05:00.0 Mass storage controller: *******
        Control: I/O+ Mem+ BusMaster- SpecCycle- MemWINV- VGASnoop-
ParErr- Stepping- SERR- FastB2B- DisINTx-
        Status: Cap+ 66MHz- UDF- FastB2B- ParErr- DEVSEL=fast >TAbort-
<TAbort- <MAbort- >SERR- <PERR- INTx-
        Interrupt: pin A routed to IRQ 26
        Region 4: I/O ports at 0000
        Capabilities: [40] Express (v2) Endpoint, MSI 00




I was going to simply use:
#setpci -s 0000:05:00.0 BASE_MEMORY_ADDRESS_2=0x..........

Unfortunately I end up with a <ignored> message under lspci.  How do I
determine the appropriate address to use to properly assign the
resources (I have been looking at /proc/iomem)


Thank you

^ permalink raw reply	[flat|nested] 6+ messages in thread

* Re: PCI Out of Resources
  2015-04-14  1:00 PCI Out of Resources moussa ba
@ 2015-04-14 13:05 ` Bjorn Helgaas
  2015-04-14 13:58   ` Bjorn Helgaas
  0 siblings, 1 reply; 6+ messages in thread
From: Bjorn Helgaas @ 2015-04-14 13:05 UTC (permalink / raw)
  To: moussa ba; +Cc: linux-pci

On Mon, Apr 13, 2015 at 8:00 PM, moussa ba <musaba@gmail.com> wrote:
> I am working on a system that has 20 PCie cards conencted via a series
> of PCi-Switches.
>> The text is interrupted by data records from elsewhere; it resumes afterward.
//! Error types for callerid-sync.

use std::path::PathBuf;

use thiserror::Error;

use callerid_core::{PayloadError, RawContactId, SourceId};

use crate::ops::PendingRef;

/// A contacts-store batch or query failed.
///
/// Inside a sync run these are absorbed per chunk and counted in
/// [`crate::engine::ChunkReport`]; outside of one they surface as-is.
#[derive(Debug, Error)]
pub enum ContactStoreError {
    /// The store refused the batch as a whole.
    #[error("batch rejected: {reason}")]
    Rejected { reason: String },

    /// An operation targeted a raw contact that does not exist.
    #[error("raw contact {0} not found")]
    UnknownRawContact(RawContactId),

    /// A data row pointed at a pending raw contact outside its batch.
    #[error("unresolved back-reference to pending raw contact #{}", .0.index())]
    UnresolvedReference(PendingRef),

    /// An I/O error from a file-backed store.
    #[error("I/O error at {path}: {source}")]
    Io {
        path: PathBuf,
        #[source]
        source: std::io::Error,
    },

    /// File-backed store could not be (de)serialized.
    #[error("contact store JSON error: {0}")]
    Json(#[from] serde_json::Error),
}

/// Request-level failures of a sync run.
#[derive(Debug, Error)]
pub enum SyncError {
    /// The payload failed strict decoding; nothing was touched.
    #[error("invalid payload: {0}")]
    Payload(#[from] PayloadError),

    /// A store call outside the chunked passes failed (group lookup, snapshot).
    #[error("contact store error: {0}")]
    Store(#[from] ContactStoreError),

    /// Contacts permission is not granted.
    #[error("contacts permission not granted")]
    CapabilityDenied,

    /// Another sync is in flight; this request did nothing.
    #[error("a contact sync is already running")]
    ConcurrentSyncRejected,

    /// The background worker died without reporting.
    #[error("sync worker failed: {0}")]
    Worker(String),

    /// No synced contact carries this source id.
    #[error("no synced contact with source id '{source_id}'")]
    UnknownContact { source_id: SourceId },

    /// An I/O error, with annotated path for context.
    #[error("I/O error at {path}: {source}")]
    Io {
        path: PathBuf,
        #[source]
        source: std::io::Error,
    },

    /// JSON serialization/deserialization error (sync state).
    #[error("sync state JSON error: {0}")]
    Json(#[from] serde_json::Error),
}

/// Convenience constructor for [`SyncError::Io`].
pub(crate) fn io_err(path: impl Into<PathBuf>, source: std::io::Error) -> SyncError {
    SyncError::Io {
        path: path.into(),
        source,
    }
}

/// Convenience constructor for [`ContactStoreError::Io`].
pub(crate) fn store_io_err(path: impl Into<PathBuf>, source: std::io::Error) -> ContactStoreError {
    ContactStoreError::Io {
        path: path.into(),
        source,
    }
}
//! Error types for callerid-core.

use std::path::PathBuf;

use thiserror::Error;

/// Malformed request payloads. Raised before any state is touched.
#[derive(Debug, Error)]
pub enum PayloadError {
    /// JSON did not match the expected schema.
    #[error("failed to parse payload: {0}")]
    Json(#[from] serde_json::Error),

    /// A phone number field was not digits-only after normalization.
    #[error("invalid phone number '{value}' at item {index}")]
    InvalidPhoneNumber { index: usize, value: String },

    /// A proto contact carried no usable identity to derive a source id from.
    #[error("contact at item {index} has no ihash, guid, or datasource id")]
    MissingSourceId { index: usize },
}

/// Errors from file-backed storage (caller lists, config).
#[derive(Debug, Error)]
pub enum StoreError {
    /// Underlying I/O failure, with the offending path.
    #[error("I/O error at {path}: {source}")]
    Io {
        path: PathBuf,
        #[source]
        source: std::io::Error,
    },

    /// JSON serialization error (caller list lines).
    #[error("caller list JSON error: {0}")]
    Json(#[from] serde_json::Error),

    /// YAML serialization error (config save path).
    #[error("YAML serialization error: {0}")]
    Yaml(#[from] serde_yaml::Error),

    /// Config parse error on load, with path and line context from serde_yaml.
    #[error("failed to parse config at {path}: {source}")]
    Parse {
        path: PathBuf,
        #[source]
        source: serde_yaml::Error,
    },

    /// `dirs::home_dir()` returned `None`.
    #[error("cannot determine home directory; set $HOME or equivalent")]
    HomeNotFound,
}

/// Convenience constructor for [`StoreError::Io`].
pub(crate) fn io_err(path: impl Into<PathBuf>, source: std::io::Error) -> StoreError {
    StoreError::Io {
        path: path.into(),
        source,
    }
}
//! The contacts store as seen by the reconciliation engine.

use std::collections::HashMap;

use callerid_core::{GroupId, RawContactId, SourceId};

use crate::error::ContactStoreError;
use crate::ops::{AccountTag, BatchOutcome, OpBatch};

/// What the store currently holds for one of our contacts.
#[derive(Debug, Clone, Copy, PartialEq, Eq)]
pub struct ExistingContact {
    pub id: RawContactId,
    pub send_to_voicemail: bool,
}

/// Batch-operation sink over a native contacts database.
///
/// `apply_batch` must be all-or-nothing: when it returns an error no op of
/// the batch may be visible.
pub trait ContactStore: Send {
    /// Id of the non-deleted group titled `title`, if any.
    fn find_group(&self, title: &str) -> Result<Option<GroupId>, ContactStoreError>;

    fn create_group(
        &mut self,
        title: &str,
        account: &AccountTag,
    ) -> Result<GroupId, ContactStoreError>;

    /// Source id → current state for every member of `group`.
    ///
    /// Members without a source id are not ours to reconcile and are skipped.
    fn group_members(
        &self,
        group: GroupId,
    ) -> Result<HashMap<SourceId, ExistingContact>, ContactStoreError>;

    fn apply_batch(&mut self, batch: &OpBatch) -> Result<BatchOutcome, ContactStoreError>;
}

impl<S: ContactStore + ?Sized> ContactStore for Box<S> {
    fn find_group(&self, title: &str) -> Result<Option<GroupId>, ContactStoreError> {
        (**self).find_group(title)
    }

    fn create_group(
        &mut self,
        title: &str,
        account: &AccountTag,
    ) -> Result<GroupId, ContactStoreError> {
        (**self).create_group(title, account)
    }

    fn group_members(
        &self,
        group: GroupId,
    ) -> Result<HashMap<SourceId, ExistingContact>, ContactStoreError> {
        (**self).group_members(group)
    }

    fn apply_batch(&mut self, batch: &OpBatch) -> Result<BatchOutcome, ContactStoreError> {
        (**self).apply_batch(batch)
    }
}

/// Find the group titled `title`, creating it when absent.
pub fn get_or_create_group<S: ContactStore + ?Sized>(
    store: &mut S,
    title: &str,
    account: &AccountTag,
) -> Result<GroupId, ContactStoreError> {
    if let Some(id) = store.find_group(title)? {
        tracing::debug!("found contact group '{}' ({})", title, id);
        return Ok(id);
    }
    let id = store.create_group(title, account)?;
    tracing::info!("created contact group '{}' ({})", title, id);
    Ok(id)
}
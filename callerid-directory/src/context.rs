//! The host side of a directory request.
//!
//! A request is a run of entry operations closed by [`DirectoryContext::complete_request`].
//! The host validates and commits the whole run at completion; a rejected
//! run leaves the committed entries as they were.

use crate::error::DirectoryRejection;

pub trait DirectoryContext {
    /// True when the host already holds entries and expects only a delta.
    fn is_incremental(&self) -> bool;

    /// Numbers must arrive in strictly increasing order within a request.
    fn add_blocking_entry(&mut self, number: u64);

    fn remove_blocking_entry(&mut self, number: u64);

    /// Numbers must arrive in strictly increasing order within a request.
    fn add_identification_entry(&mut self, number: u64, label: &str);

    fn remove_identification_entry(&mut self, number: u64);

    fn remove_all_blocking_entries(&mut self);

    fn remove_all_identification_entries(&mut self);

    /// Validate and commit everything submitted since the last completion.
    fn complete_request(&mut self) -> Result<(), DirectoryRejection>;
}

impl<C: DirectoryContext + ?Sized> DirectoryContext for Box<C> {
    fn is_incremental(&self) -> bool {
        (**self).is_incremental()
    }

    fn add_blocking_entry(&mut self, number: u64) {
        (**self).add_blocking_entry(number)
    }

    fn remove_blocking_entry(&mut self, number: u64) {
        (**self).remove_blocking_entry(number)
    }

    fn add_identification_entry(&mut self, number: u64, label: &str) {
        (**self).add_identification_entry(number, label)
    }

    fn remove_identification_entry(&mut self, number: u64) {
        (**self).remove_identification_entry(number)
    }

    fn remove_all_blocking_entries(&mut self) {
        (**self).remove_all_blocking_entries()
    }

    fn remove_all_identification_entries(&mut self) {
        (**self).remove_all_identification_entries()
    }

    fn complete_request(&mut self) -> Result<(), DirectoryRejection> {
        (**self).complete_request()
    }
}
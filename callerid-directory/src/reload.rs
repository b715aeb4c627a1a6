//! Document-driven reloads: publish a caller list, reload the directory,
//! then drop the document.

use std::path::Path;

use callerid_core::CallerListPayload;

use crate::context::DirectoryContext;
use crate::document;
use crate::error::DirectoryError;
use crate::handler::{DirectoryHandler, RequestSummary};

/// Run one directory request against whatever document is published.
///
/// An unreadable document is logged and treated as absent. The document is
/// removed afterwards whatever the outcome.
pub fn reload_at<C: DirectoryContext + ?Sized>(
    home: &Path,
    handler: &mut DirectoryHandler,
    ctx: &mut C,
) -> Result<RequestSummary, DirectoryError> {
    let doc = document::read_at(home).unwrap_or_else(|e| {
        tracing::warn!("ignoring unreadable caller list document: {}", e);
        None
    });
    let result = handler.begin_request(doc.as_ref(), ctx);
    if let Err(e) = document::clear_at(home) {
        tracing::warn!("failed to remove caller list document: {}", e);
    }
    result
}

/// Validate and publish `payload`, then reload.
pub fn set_caller_list_at<C: DirectoryContext + ?Sized>(
    home: &Path,
    handler: &mut DirectoryHandler,
    ctx: &mut C,
    payload: &CallerListPayload,
) -> Result<RequestSummary, DirectoryError> {
    payload.validate()?;
    document::write_at(home, payload)?;
    reload_at(home, handler, ctx)
}

/// Publish a `clearAll` document, then reload.
pub fn clear_caller_list_at<C: DirectoryContext + ?Sized>(
    home: &Path,
    handler: &mut DirectoryHandler,
    ctx: &mut C,
) -> Result<RequestSummary, DirectoryError> {
    tracing::info!("clearing caller list");
    document::write_clear_all_at(home)?;
    reload_at(home, handler, ctx)
}
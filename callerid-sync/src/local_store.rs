//! In-process contacts store, optionally mirrored to a JSON file.
//!
//! Used by the daemon and CLI when no device store is attached, and by tests.
//! Batches are validated against a working copy and only swapped in when
//! every op succeeded, so a failed batch leaves no trace.

use std::collections::{BTreeMap, HashMap, HashSet};
use std::path::{Path, PathBuf};

use serde::{Deserialize, Serialize};

use callerid_core::{GroupId, RawContactId, SourceId};

use crate::error::{store_io_err, ContactStoreError};
use crate::ops::{AccountTag, BatchOutcome, ContactOp, DataRow, OpBatch, RawContactTarget};
use crate::sink::{ContactStore, ExistingContact};

#[derive(Debug, Clone, PartialEq, Eq, Serialize, Deserialize)]
pub struct StoredRawContact {
    pub id: RawContactId,
    pub source_id: SourceId,
    pub account: AccountTag,
    pub send_to_voicemail: bool,
    #[serde(default)]
    pub data: Vec<DataRow>,
}

impl StoredRawContact {
    pub fn in_group(&self, group: GroupId) -> bool {
        self.data
            .iter()
            .any(|row| matches!(row, DataRow::GroupMembership { group: g, .. } if *g == group))
    }
}

#[derive(Debug, Clone, PartialEq, Eq, Serialize, Deserialize)]
pub struct StoredGroup {
    pub id: GroupId,
    pub title: String,
    pub account: AccountTag,
    #[serde(default)]
    pub deleted: bool,
}

#[derive(Debug, Clone, Serialize, Deserialize)]
struct StoreFile {
    next_id: i64,
    groups: Vec<StoredGroup>,
    contacts: Vec<StoredRawContact>,
}

#[derive(Debug, Clone)]
struct State {
    next_id: i64,
    groups: Vec<StoredGroup>,
    contacts: BTreeMap<RawContactId, StoredRawContact>,
}

impl Default for State {
    fn default() -> Self {
        Self {
            next_id: 1,
            groups: Vec::new(),
            contacts: BTreeMap::new(),
        }
    }
}

impl State {
    fn allocate(&mut self) -> i64 {
        let id = self.next_id;
        self.next_id += 1;
        id
    }

    fn contact_mut(&mut self, id: RawContactId) -> Result<&mut StoredRawContact, ContactStoreError> {
        self.contacts
            .get_mut(&id)
            .ok_or(ContactStoreError::UnknownRawContact(id))
    }

    fn to_file(&self) -> StoreFile {
        StoreFile {
            next_id: self.next_id,
            groups: self.groups.clone(),
            contacts: self.contacts.values().cloned().collect(),
        }
    }

    fn from_file(file: StoreFile) -> Self {
        Self {
            next_id: file.next_id,
            groups: file.groups,
            contacts: file.contacts.into_iter().map(|c| (c.id, c)).collect(),
        }
    }
}

#[derive(Debug, Default)]
pub struct LocalContactStore {
    state: State,
    path: Option<PathBuf>,
    attempted: Vec<OpBatch>,
    failing: HashSet<usize>,
}

impl LocalContactStore {
    pub fn in_memory() -> Self {
        Self::default()
    }

    /// Open (or start) a store persisted at `path`. Every commit rewrites it.
    pub fn open_at(path: &Path) -> Result<Self, ContactStoreError> {
        let state = if path.exists() {
            let contents = std::fs::read_to_string(path).map_err(|e| store_io_err(path, e))?;
            State::from_file(serde_json::from_str(&contents)?)
        } else {
            State::default()
        };
        tracing::debug!(
            "opened contact store {} ({} raw contacts)",
            path.display(),
            state.contacts.len()
        );
        Ok(Self {
            state,
            path: Some(path.to_path_buf()),
            ..Self::default()
        })
    }

    /// Make the `n`th `apply_batch` call (0-based) fail with a rejection.
    pub fn fail_batch(&mut self, n: usize) {
        self.failing.insert(n);
    }

    /// Every batch passed to `apply_batch`, including rejected ones.
    pub fn attempted_batches(&self) -> &[OpBatch] {
        &self.attempted
    }

    pub fn clear_batch_log(&mut self) {
        self.attempted.clear();
    }

    pub fn len(&self) -> usize {
        self.state.contacts.len()
    }

    pub fn is_empty(&self) -> bool {
        self.state.contacts.is_empty()
    }

    pub fn get(&self, id: RawContactId) -> Option<&StoredRawContact> {
        self.state.contacts.get(&id)
    }

    pub fn find_by_source_id(&self, source_id: &SourceId) -> Option<&StoredRawContact> {
        self.state
            .contacts
            .values()
            .find(|c| &c.source_id == source_id)
    }

    pub fn contacts(&self) -> impl Iterator<Item = &StoredRawContact> {
        self.state.contacts.values()
    }

    pub fn groups(&self) -> &[StoredGroup] {
        &self.state.groups
    }

    // Write flow: serialize → `.json.tmp` sibling → rename.
    fn persist(&self, state: &State) -> Result<(), ContactStoreError> {
        let Some(path) = &self.path else {
            return Ok(());
        };
        if let Some(dir) = path.parent() {
            std::fs::create_dir_all(dir).map_err(|e| store_io_err(dir, e))?;
        }
        let json = serde_json::to_string(&state.to_file())?;
        let tmp = path.with_extension("json.tmp");
        std::fs::write(&tmp, json).map_err(|e| store_io_err(&tmp, e))?;
        std::fs::rename(&tmp, path).map_err(|e| store_io_err(path, e))?;
        Ok(())
    }

    fn commit(&mut self, next: State) -> Result<(), ContactStoreError> {
        self.persist(&next)?;
        self.state = next;
        Ok(())
    }
}

fn apply_op(
    state: &mut State,
    op: &ContactOp,
    index: usize,
    pending: &mut HashMap<usize, RawContactId>,
    outcome: &mut BatchOutcome,
) -> Result<(), ContactStoreError> {
    match op {
        ContactOp::InsertRawContact(new) => {
            let id = RawContactId(state.allocate());
            state.contacts.insert(
                id,
                StoredRawContact {
                    id,
                    source_id: new.source_id.clone(),
                    account: new.account.clone(),
                    send_to_voicemail: new.send_to_voicemail,
                    data: Vec::new(),
                },
            );
            pending.insert(index, id);
            outcome.inserted.push((new.source_id.clone(), id));
        }
        ContactOp::InsertData { raw_contact, row } => {
            let id = match raw_contact {
                RawContactTarget::Existing(id) => *id,
                RawContactTarget::Pending(p) => *pending
                    .get(&p.index())
                    .ok_or(ContactStoreError::UnresolvedReference(*p))?,
            };
            state.contact_mut(id)?.data.push(row.clone());
        }
        ContactOp::UpdateVoicemail {
            raw_contact,
            send_to_voicemail,
        } => {
            state.contact_mut(*raw_contact)?.send_to_voicemail = *send_to_voicemail;
        }
        ContactOp::DeleteRawContact { raw_contact } => {
            // Deleting a missing row matches zero rows; not an error.
            state.contacts.remove(raw_contact);
        }
        ContactOp::ReplacePhoto { raw_contact, photo } => {
            let contact = state.contact_mut(*raw_contact)?;
            contact.data.retain(|row| !matches!(row, DataRow::Photo { .. }));
            contact.data.push(DataRow::Photo { photo: *photo });
        }
    }
    Ok(())
}

impl ContactStore for LocalContactStore {
    fn find_group(&self, title: &str) -> Result<Option<GroupId>, ContactStoreError> {
        Ok(self
            .state
            .groups
            .iter()
            .find(|g| !g.deleted && g.title == title)
            .map(|g| g.id))
    }

    fn create_group(
        &mut self,
        title: &str,
        account: &AccountTag,
    ) -> Result<GroupId, ContactStoreError> {
        let mut next = self.state.clone();
        let id = GroupId(next.allocate());
        next.groups.push(StoredGroup {
            id,
            title: title.to_owned(),
            account: account.clone(),
            deleted: false,
        });
        self.commit(next)?;
        Ok(id)
    }

    fn group_members(
        &self,
        group: GroupId,
    ) -> Result<HashMap<SourceId, ExistingContact>, ContactStoreError> {
        Ok(self
            .state
            .contacts
            .values()
            .filter(|c| c.in_group(group) && !c.source_id.0.trim().is_empty())
            .map(|c| {
                let existing = ExistingContact {
                    id: c.id,
                    send_to_voicemail: c.send_to_voicemail,
                };
                (c.source_id.clone(), existing)
            })
            .collect())
    }

    fn apply_batch(&mut self, batch: &OpBatch) -> Result<BatchOutcome, ContactStoreError> {
        let call = self.attempted.len();
        self.attempted.push(batch.clone());
        if self.failing.contains(&call) {
            return Err(ContactStoreError::Rejected {
                reason: format!("injected failure for batch {call}"),
            });
        }

        let mut next = self.state.clone();
        let mut pending = HashMap::new();
        let mut outcome = BatchOutcome::default();
        for (index, op) in batch.ops().iter().enumerate() {
            apply_op(&mut next, op, index, &mut pending, &mut outcome)?;
        }
        self.commit(next)?;
        Ok(outcome)
    }
}

#[cfg(test)]
mod tests {
    use super::*;
    use crate::ops::{NewRawContact, PhotoKind};
    use tempfile::TempDir;

    fn new_raw(id: &str) -> NewRawContact {
        NewRawContact {
            source_id: SourceId::from(id),
            account: AccountTag::default(),
            send_to_voicemail: false,
        }
    }

    #[test]
    fn pending_refs_resolve_within_batch() {
        let mut store = LocalContactStore::in_memory();
        let group = store.create_group("SCA", &AccountTag::default()).unwrap();

        let mut batch = OpBatch::new();
        let p = batch.insert_raw_contact(new_raw("a"));
        batch.insert_data(
            RawContactTarget::Pending(p),
            DataRow::GroupMembership { group, read_only: true },
        );
        let outcome = store.apply_batch(&batch).unwrap();

        assert_eq!(outcome.inserted.len(), 1);
        let members = store.group_members(group).unwrap();
        assert_eq!(members[&SourceId::from("a")].id, outcome.inserted[0].1);
    }

    #[test]
    fn failed_op_rolls_back_whole_batch() {
        let mut store = LocalContactStore::in_memory();
        let mut batch = OpBatch::new();
        batch.insert_raw_contact(new_raw("a"));
        batch.push(ContactOp::ReplacePhoto {
            raw_contact: RawContactId(999),
            photo: PhotoKind::Branding,
        });
        let err = store.apply_batch(&batch).unwrap_err();
        assert!(matches!(err, ContactStoreError::UnknownRawContact(RawContactId(999))));
        assert!(store.is_empty());
    }

    #[test]
    fn injected_failure_is_logged_but_not_applied() {
        let mut store = LocalContactStore::in_memory();
        store.fail_batch(0);
        let mut batch = OpBatch::new();
        batch.insert_raw_contact(new_raw("a"));
        assert!(store.apply_batch(&batch).is_err());
        assert_eq!(store.attempted_batches().len(), 1);
        assert!(store.is_empty());
        assert!(store.apply_batch(&batch).is_ok());
        assert_eq!(store.len(), 1);
    }

    #[test]
    fn file_backed_store_reopens_with_same_state() {
        let dir = TempDir::new().unwrap();
        let path = dir.path().join("contacts.json");
        let group = {
            let mut store = LocalContactStore::open_at(&path).unwrap();
            let group = store.create_group("SCA", &AccountTag::default()).unwrap();
            let mut batch = OpBatch::new();
            let p = batch.insert_raw_contact(new_raw("a"));
            batch.insert_data(
                RawContactTarget::Pending(p),
                DataRow::GroupMembership { group, read_only: true },
            );
            store.apply_batch(&batch).unwrap();
            group
        };
        let store = LocalContactStore::open_at(&path).unwrap();
        assert_eq!(store.find_group("SCA").unwrap(), Some(group));
        assert_eq!(store.group_members(group).unwrap().len(), 1);
        assert!(!path.with_extension("json.tmp").exists());
    }
}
While booting, the BIOS complains after 11 cards that
> it ran out of resources. Despite that, we are able to properly see all
> devices up to 16 devices once the OS boots.
>
> I am running centos 7 with a 3.10 kernel.
>
> Interestingly enough, we are able to see all devices under lspci, but
> the 4 missing devices have no memory allocated to any of the BAR
> spaces.
>
> My understanding is that we can allocate that memory via setpci.
>
> A working device looks as follows under lspci:
>
> 9a:00.0 Mass storage controller: *******
> Control: I/O+ Mem+ BusMaster+ SpecCycle- MemWINV- VGASnoop- ParErr-
> Stepping- SERR- FastB2B- DisINTx+
> Status: Cap+ 66MHz- UDF- FastB2B- ParErr- DEVSEL=fast >TAbort-
> <TAbort- <MAbort- >SERR- <PERR- INTx-
> Latency: 0
> Interrupt: pin A routed to IRQ 139
> Region 2: Memory at fbb02000 (32-bit, non-prefetchable) [size=4K]
> Region 3: Memory at fbb03000 (32-bit, non-prefetchable) [size=4K]
> Region 4: I/O ports at c000 [size=16]
> Region 5: Memory at fbb00000 (32-bit, non-prefetchable) [size=8K]
> Capabilities: [40] Express (v2) Endpoint, MSI 00
> DevCap: MaxPayload 512 bytes, PhantFunc 0, Latency L0s unlimited, L1 unlimited
>
>
>
>
> A missing device looks as follows:
>
> 05:00.0 Mass storage controller: *******
>         Control: I/O+ Mem+ BusMaster- SpecCycle- MemWINV- VGASnoop-
> ParErr- Stepping- SERR- FastB2B- DisINTx-
>         Status: Cap+ 66MHz- UDF- FastB2B- ParErr- DEVSEL=fast >TAbort-
> <TAbort- <MAbort- >SERR- <PERR- INTx-
>         Interrupt: pin A routed to IRQ 26
>         Region 4: I/O ports at 0000
>         Capabilities: [40] Express (v2) Endpoint, MSI 00
>
>
>
>
> I was going to simply use:
> #setpci -s 0000:05:00.0 BASE_MEMORY_ADDRESS_2=0x..........
>
> Unfortunately I end up with a <ignored> message under lspci.  How do I
> determine the appropriate address to use to properly assign the
> resources (I have been looking at /proc/iomem)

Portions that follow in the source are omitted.